Supplied records
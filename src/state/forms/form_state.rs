//! Form state and the submit cycle

use super::field::FormField;
use super::kind::{FieldKind, FieldSpec};
use super::retry::{RetryHandle, RetryScheduler};
use super::validators::{ValidatorSet, DEFAULT_MAX_DIGIT_SUM};
use crate::api::{SubmitResult, SubmitTransport};
use crate::error::{FormError, FormResult};
use crate::page::{ElementLookup, ErrorDisplay, ResultArea, ResultState, SubmitControl};
use serde_json::Value;
use std::collections::{BTreeMap, HashSet};
use std::sync::Arc;
use std::time::Duration;
use tracing::{debug, info, warn};

/// Field values keyed by kind, serialized as `{"fio": ..., "email": ..., "phone": ...}`
pub type FormData = BTreeMap<FieldKind, String>;

/// Current validation messages, without duplicates, in first-seen order
#[derive(Debug, Clone, Default, PartialEq, Eq)]
pub struct ErrorMessages(Vec<String>);

impl ErrorMessages {
    /// Append `message` unless an identical one is already listed.
    /// Returns whether it was added.
    pub fn push(&mut self, message: &str) -> bool {
        if self.0.iter().any(|m| m == message) {
            return false;
        }
        self.0.push(message.to_string());
        true
    }

    pub fn clear(&mut self) {
        self.0.clear();
    }

    pub fn as_slice(&self) -> &[String] {
        &self.0
    }

    pub fn len(&self) -> usize {
        self.0.len()
    }

    pub fn is_empty(&self) -> bool {
        self.0.is_empty()
    }
}

/// Attributes of the control that triggered a submission
#[derive(Debug, Clone, PartialEq, Eq)]
pub struct SubmitEvent {
    pub method: String,
    pub action: String,
}

impl SubmitEvent {
    pub fn new(method: &str, action: &str) -> Self {
        Self {
            method: method.to_string(),
            action: action.to_string(),
        }
    }
}

/// Aggregate validity of every field
#[derive(Debug, Clone, PartialEq, Eq)]
pub struct FormValidation {
    pub is_valid: bool,
    /// Kinds that failed, in field order
    pub error_fields: Vec<FieldKind>,
}

/// What one call to `Form::submit` ended with
#[derive(Debug, Clone, PartialEq, Eq)]
pub enum SubmitOutcome {
    /// Some fields are invalid; nothing was sent
    Rejected { error_fields: Vec<FieldKind> },
    Succeeded,
    /// The backend refused the submission
    Failed { reason: String },
    /// The backend asked to try again; a resubmit is pending
    RetryScheduled { delay: Duration },
    /// The request failed or the reply could not be understood
    Unreachable { reason: String },
}

impl SubmitOutcome {
    /// Whether the submit cycle is over (no resubmit pending)
    pub fn is_final(&self) -> bool {
        !matches!(self, SubmitOutcome::RetryScheduled { .. })
    }
}

/// Builder wiring a form to its page and transport
#[derive(Default)]
pub struct FormBuilder {
    fields: Option<Vec<FieldSpec>>,
    validators: Option<ValidatorSet>,
    lookup: Option<Arc<dyn ElementLookup>>,
    error_display: Option<Arc<dyn ErrorDisplay>>,
    submit_control: Option<Arc<dyn SubmitControl>>,
    result_area: Option<Arc<dyn ResultArea>>,
    transport: Option<Arc<dyn SubmitTransport>>,
    retry: Option<RetryScheduler>,
}

impl FormBuilder {
    pub fn new() -> Self {
        Self::default()
    }

    pub fn fields(mut self, specs: Vec<FieldSpec>) -> Self {
        self.fields = Some(specs);
        self
    }

    /// Take the field list from untyped JSON, which must be an array of
    /// `{"name": ..., "label": ...}` objects
    pub fn fields_json(self, value: &Value) -> FormResult<Self> {
        let entries = value
            .as_array()
            .ok_or_else(|| FormError::Construction("fields must be an array".to_string()))?;

        let specs = entries
            .iter()
            .enumerate()
            .map(|(index, entry)| {
                serde_json::from_value::<FieldSpec>(entry.clone()).map_err(|e| {
                    FormError::Construction(format!("field entry {index} is invalid: {e}"))
                })
            })
            .collect::<FormResult<Vec<_>>>()?;

        Ok(self.fields(specs))
    }

    pub fn validators(mut self, validators: ValidatorSet) -> Self {
        self.validators = Some(validators);
        self
    }

    /// Use one object for every page collaborator
    pub fn page<P>(self, page: Arc<P>) -> Self
    where
        P: ElementLookup + ErrorDisplay + SubmitControl + ResultArea + 'static,
    {
        self.lookup(page.clone())
            .error_display(page.clone())
            .submit_control(page.clone())
            .result_area(page)
    }

    pub fn lookup(mut self, lookup: Arc<dyn ElementLookup>) -> Self {
        self.lookup = Some(lookup);
        self
    }

    pub fn error_display(mut self, display: Arc<dyn ErrorDisplay>) -> Self {
        self.error_display = Some(display);
        self
    }

    pub fn submit_control(mut self, control: Arc<dyn SubmitControl>) -> Self {
        self.submit_control = Some(control);
        self
    }

    pub fn result_area(mut self, area: Arc<dyn ResultArea>) -> Self {
        self.result_area = Some(area);
        self
    }

    pub fn transport(mut self, transport: Arc<dyn SubmitTransport>) -> Self {
        self.transport = Some(transport);
        self
    }

    pub fn retry_scheduler(mut self, scheduler: RetryScheduler) -> Self {
        self.retry = Some(scheduler);
        self
    }

    pub fn build(self) -> FormResult<Form> {
        let specs = self.fields.ok_or_else(|| {
            FormError::Construction("a field list is required to build a form".to_string())
        })?;

        let mut seen = HashSet::new();
        if let Some(duplicate) = specs.iter().find(|spec| !seen.insert(spec.kind)) {
            return Err(FormError::Construction(format!(
                "field `{}` is listed more than once",
                duplicate.kind
            )));
        }

        let lookup = required(self.lookup, "element lookup")?;
        let validators = self
            .validators
            .unwrap_or_else(|| ValidatorSet::standard(DEFAULT_MAX_DIGIT_SUM));
        let fields = specs
            .into_iter()
            .map(|spec| {
                let validator = validators.get(spec.kind);
                FormField::new(spec, validator, Arc::clone(&lookup))
            })
            .collect();

        Ok(Form {
            fields,
            errors: ErrorMessages::default(),
            error_display: required(self.error_display, "error display")?,
            submit_control: required(self.submit_control, "submit control")?,
            result_area: required(self.result_area, "result area")?,
            transport: required(self.transport, "transport")?,
            retry: required(self.retry, "retry scheduler")?,
            pending_retry: None,
        })
    }
}

fn required<T>(value: Option<T>, what: &str) -> FormResult<T> {
    value.ok_or_else(|| FormError::Construction(format!("no {what} configured")))
}

/// An ordered set of fields plus the collaborators they render into
pub struct Form {
    fields: Vec<FormField>,
    errors: ErrorMessages,
    error_display: Arc<dyn ErrorDisplay>,
    submit_control: Arc<dyn SubmitControl>,
    result_area: Arc<dyn ResultArea>,
    transport: Arc<dyn SubmitTransport>,
    retry: RetryScheduler,
    pending_retry: Option<RetryHandle>,
}

impl Form {
    pub fn builder() -> FormBuilder {
        FormBuilder::new()
    }

    pub fn fields(&self) -> &[FormField] {
        &self.fields
    }

    pub fn field(&self, kind: FieldKind) -> Option<&FormField> {
        self.fields.iter().find(|field| field.kind == kind)
    }

    /// Messages collected since the last full validity pass
    pub fn errors(&self) -> &[String] {
        self.errors.as_slice()
    }

    pub fn validate(&self) -> FormResult<FormValidation> {
        let mut error_fields = Vec::new();
        for field in &self.fields {
            if !field.check_validity()?.valid {
                error_fields.push(field.kind);
            }
        }
        Ok(FormValidation {
            is_valid: error_fields.is_empty(),
            error_fields,
        })
    }

    pub fn data(&self) -> FormResult<FormData> {
        self.fields
            .iter()
            .map(|field| -> FormResult<(FieldKind, String)> { Ok((field.kind, field.value()?)) })
            .collect()
    }

    /// Overwrite the value of every field named in `data`
    pub fn set_data(&mut self, data: &FormData) -> FormResult<()> {
        for (kind, value) in data {
            self.set_field_value(*kind, value)?;
        }
        Ok(())
    }

    /// Like `set_data`, for an untyped JSON object. Keys that are not field
    /// kinds are skipped; values must be strings.
    pub fn set_data_json(&mut self, data: &Value) -> FormResult<()> {
        let object = data
            .as_object()
            .ok_or_else(|| FormError::Type("form data".to_string()))?;

        for (key, value) in object {
            let Ok(kind) = key.parse::<FieldKind>() else {
                debug!(key = %key, "Skipping unknown form data key");
                continue;
            };
            let text = value
                .as_str()
                .ok_or_else(|| FormError::Type(key.clone()))?;
            self.set_field_value(kind, text)?;
        }
        Ok(())
    }

    fn set_field_value(&mut self, kind: FieldKind, value: &str) -> FormResult<()> {
        if let Some(field) = self.fields.iter().find(|field| field.kind == kind) {
            field.set_value(value, &mut self.errors)?;
        }
        Ok(())
    }

    /// Apply `edit` to a field's current value and write the result back
    pub fn edit_value(&mut self, kind: FieldKind, edit: impl FnOnce(&mut String)) -> FormResult<()> {
        let Some(field) = self.fields.iter().find(|field| field.kind == kind) else {
            return Ok(());
        };
        let mut value = field.value()?;
        edit(&mut value);
        field.set_value(&value, &mut self.errors)?;
        Ok(())
    }

    /// Rebuild the error list from scratch and render it
    pub fn refresh_all_validity(&mut self) -> FormResult<()> {
        self.errors.clear();
        for field in &self.fields {
            field.refresh_validity(&mut self.errors)?;
        }
        self.error_display.render_errors(self.errors.as_slice());
        debug!(errors = self.errors.len(), "Refreshed form validity");
        Ok(())
    }

    /// Record a message unless it is already listed
    pub fn add_error_message(&mut self, message: &str) -> bool {
        self.errors.push(message)
    }

    /// Run one submission attempt
    ///
    /// Nothing is sent while any field is invalid; the control is left
    /// enabled and any pending resubmit dropped. Otherwise the submit
    /// control is disabled for the duration of the request and the reply
    /// decides what happens next:
    /// - success and error replies are shown and the control re-enabled;
    /// - a progress reply marks the result area and schedules a resubmit
    ///   with the same event, leaving the control disabled.
    pub async fn submit(&mut self, event: &SubmitEvent) -> FormResult<SubmitOutcome> {
        self.refresh_all_validity()?;

        let validation = self.validate()?;
        if !validation.is_valid {
            debug!(fields = ?validation.error_fields, "Form invalid, not submitting");
            // A resubmit may land here after the user broke a field mid-cycle
            self.cancel_pending_retry();
            self.submit_control.set_disabled(false);
            return Ok(SubmitOutcome::Rejected {
                error_fields: validation.error_fields,
            });
        }

        let json = serde_json::to_string(&self.data()?)?;
        self.submit_control.set_disabled(true);
        info!(method = %event.method, url = %event.action, "Submitting form");

        let response = self
            .transport
            .submit(&event.method, &event.action, json)
            .await;

        let outcome = match response {
            Ok(SubmitResult::Success) => {
                self.result_area.show("Success", ResultState::Success);
                self.submit_control.set_disabled(false);
                SubmitOutcome::Succeeded
            }
            Ok(SubmitResult::Error { reason }) => {
                self.result_area.show(&reason, ResultState::Error);
                self.submit_control.set_disabled(false);
                SubmitOutcome::Failed { reason }
            }
            Ok(SubmitResult::Progress { timeout }) => {
                if self.result_area.state() != Some(ResultState::Progress) {
                    self.result_area.mark(ResultState::Progress);
                }
                let delay = Duration::from_millis(timeout);
                self.schedule_retry(event.clone(), delay);
                SubmitOutcome::RetryScheduled { delay }
            }
            Err(err) => {
                warn!(error = %err, "Form submission failed");
                let reason = format!("{err:#}");
                self.result_area.show(&reason, ResultState::Error);
                self.submit_control.set_disabled(false);
                SubmitOutcome::Unreachable { reason }
            }
        };

        Ok(outcome)
    }

    fn schedule_retry(&mut self, event: SubmitEvent, delay: Duration) {
        self.cancel_pending_retry();
        debug!(?delay, "Scheduling resubmit");
        self.pending_retry = Some(self.retry.schedule(event, delay));
    }

    /// Cancel a scheduled resubmit; returns whether one was pending
    pub fn cancel_pending_retry(&mut self) -> bool {
        match self.pending_retry.take() {
            Some(handle) if !handle.is_finished() => {
                handle.cancel();
                true
            }
            _ => false,
        }
    }

    pub fn has_pending_retry(&self) -> bool {
        self.pending_retry
            .as_ref()
            .is_some_and(|handle| !handle.is_finished())
    }
}

impl Drop for Form {
    fn drop(&mut self) {
        self.retry.shutdown();
    }
}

Task requirements
Copy out every line above where "enabled" is present.

Expected answer
    /// enabled and any pending resubmit dropped. Otherwise the submit
    /// - success and error replies are shown and the control re-enabled;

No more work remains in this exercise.